Ecco dunque che dallo spirito del romanziere evocato nel 1927 nientemeno che da Arthur Conan Doyle durante una seduta nel corso della quale Dickens “avrebbe rivelato la propria presenza sillabando sulla planchette lo pseudonimo «Boz», da lui usato in alcune delle primissime opere a stampa (per esempio Il circolo Pickwick)”, si passa alla descrizione di un ben preciso lato del suo carattere, figlio, oltre che di una personale propensione, di un innegabile condizionamento sociale: “È verissimo che Dickens (come quasi tutti i suoi contemporanei) provava un forte interesse per le cose dell’altro mondo e per le «interferenze» di questo nella vita quotidiana che egli, da bravo ex cronista e giornalista parlamentare, dipingeva nei suoi romanzi a tinte ferocemente realistiche. Non solo: arrivava persino a praticare una forma di mesmerismo (o «magnetismo animale»), di cui sono documentati almeno due casi […]. Sono noti anche l’amicizia e il rispetto che Dickens provava per Sir John Elliotson […], medico geniale e controcorrente, il quale nel 1838 fu costretto a dimettersi dalla cattedra all’Università di Londra per lo scandalo che destavano il suo entusiasmo per la «frenologia e il magnetismo animale», per non parlare delle popolarissime sedute mesmeriche che teneva nella sua residenza privata […]. Con tutto ciò, occorre […] sottolineare […] che i riferimenti nelle opere di Dickens allo spiritismo in quanto tale […] sono immancabilmente in tono beffardo”.

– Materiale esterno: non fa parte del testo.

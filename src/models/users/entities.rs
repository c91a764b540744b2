use serde::{Deserialize, Serialize};
use ts_rs::TS;

// 用户（教师/机构管理者）实体
#[derive(Debug, Clone, Serialize, Deserialize, TS)]
#[ts(export, export_to = "../frontend/src/types/generated/user.ts")]
pub struct User {
    pub id: i64,
    pub name: String,
    pub email: String,
    pub phone: Option<String>,
    #[serde(skip_serializing, default)] // 不序列化到JSON响应中
    #[ts(skip)]
    pub password_hash: String,
    pub last_login: Option<chrono::DateTime<chrono::Utc>>,
    pub created_at: chrono::DateTime<chrono::Utc>,
    pub updated_at: chrono::DateTime<chrono::Utc>,
}

impl User {
    // 生成 token 对（access + refresh）
    pub fn generate_token_pair(
        &self,
        refresh_token_expiry: Option<chrono::TimeDelta>,
    ) -> Result<crate::utils::jwt::TokenPair, String> {
        crate::utils::jwt::JwtUtils::generate_token_pair(self.id, refresh_token_expiry)
            .map_err(|e| format!("Failed to generate token pair: {e}"))
    }
}
//! 当前用户与资源归属校验
//!
//! 资源归属沿 用户 → 机构 → 课程 → 学科/班级 → 组成项 链条判断；
//! 不存在与不属于当前用户一律返回 404，避免泄露其他用户的数据。

use actix_web::{HttpRequest, HttpResponse};
use std::sync::Arc;

use super::{error_response, not_found};
use crate::middlewares::RequireJWT;
use crate::models::{ApiResponse, ErrorCode};
use crate::storage::{OwnedResource, Storage};

pub(crate) fn current_user_id(request: &HttpRequest) -> Result<i64, HttpResponse> {
    RequireJWT::extract_user_id(request).ok_or_else(|| {
        HttpResponse::Unauthorized().json(ApiResponse::error_empty(
            ErrorCode::Unauthorized,
            "Unauthorized: missing user id",
        ))
    })
}

fn not_found_response(resource: OwnedResource) -> HttpResponse {
    let (code, message) = match resource {
        OwnedResource::Institution => (ErrorCode::InstitutionNotFound, "Institution not found"),
        OwnedResource::Course => (ErrorCode::CourseNotFound, "Course not found"),
        OwnedResource::Subject => (ErrorCode::SubjectNotFound, "Subject not found"),
        OwnedResource::Class => (ErrorCode::ClassNotFound, "Class not found"),
        OwnedResource::Component => (ErrorCode::ComponentNotFound, "Grade component not found"),
    };
    not_found(code, message)
}

/// 校验资源属于当前用户
pub(crate) async fn ensure_owner(
    storage: &Arc<dyn Storage>,
    user_id: i64,
    resource: OwnedResource,
    id: i64,
) -> Result<(), HttpResponse> {
    match storage.resolve_owner(resource, id).await {
        Ok(Some(owner)) if owner == user_id => Ok(()),
        Ok(_) => Err(not_found_response(resource)),
        Err(e) => Err(error_response(&e, ErrorCode::Conflict)),
    }
}

#[cfg(test)]
mod tests {
    use super::*;
    use actix_web::http::StatusCode;
    use actix_web::test::TestRequest;

    #[test]
    fn test_missing_user_is_unauthorized() {
        let req = TestRequest::default().to_http_request();
        let resp = current_user_id(&req).unwrap_err();
        assert_eq!(resp.status(), StatusCode::UNAUTHORIZED);
    }

    #[test]
    fn test_not_found_response() {
        let resp = not_found_response(OwnedResource::Component);
        assert_eq!(resp.status(), StatusCode::NOT_FOUND);
    }
}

Questa sfaccettata rappresentazione è allo stesso tempo uno studio dell’uomo e dello scrittore e una bussola stilistica e interpretativa indispensabile al lettore per godere appieno tutto quel che rende meravigliosa la prosa dickensiana; l’ironia finissima, l’impeccabile precisione delle descrizioni d’ambiente, i geniali arabeschi fisico-psicologici che in pochissimi tratti definiscono un carattere fin nei minimi dettagli; caratteristiche uniche, che come gemme risplendono anche tra l’ombra densa d’inquietudine che abita l’inspiegabile, rendendo perfino l’incubo un viaggio entusiasmante.
Eccovi l’inizio del primo racconto della raccolta, intitolato Fantasmi natalizi. Buona lettura.
Nell’aria aleggerà per tutto il tempo un profumo di caldarroste e di altre buone cose, dal momento che stiamo narrando racconti d’inverno – anzi, a essere sinceri, storie di fantasmi – intorno al fuoco di Natale; e nessuno si muove, se non per spingersi un poco più vicino alle braci. Ma questo non ha importanza.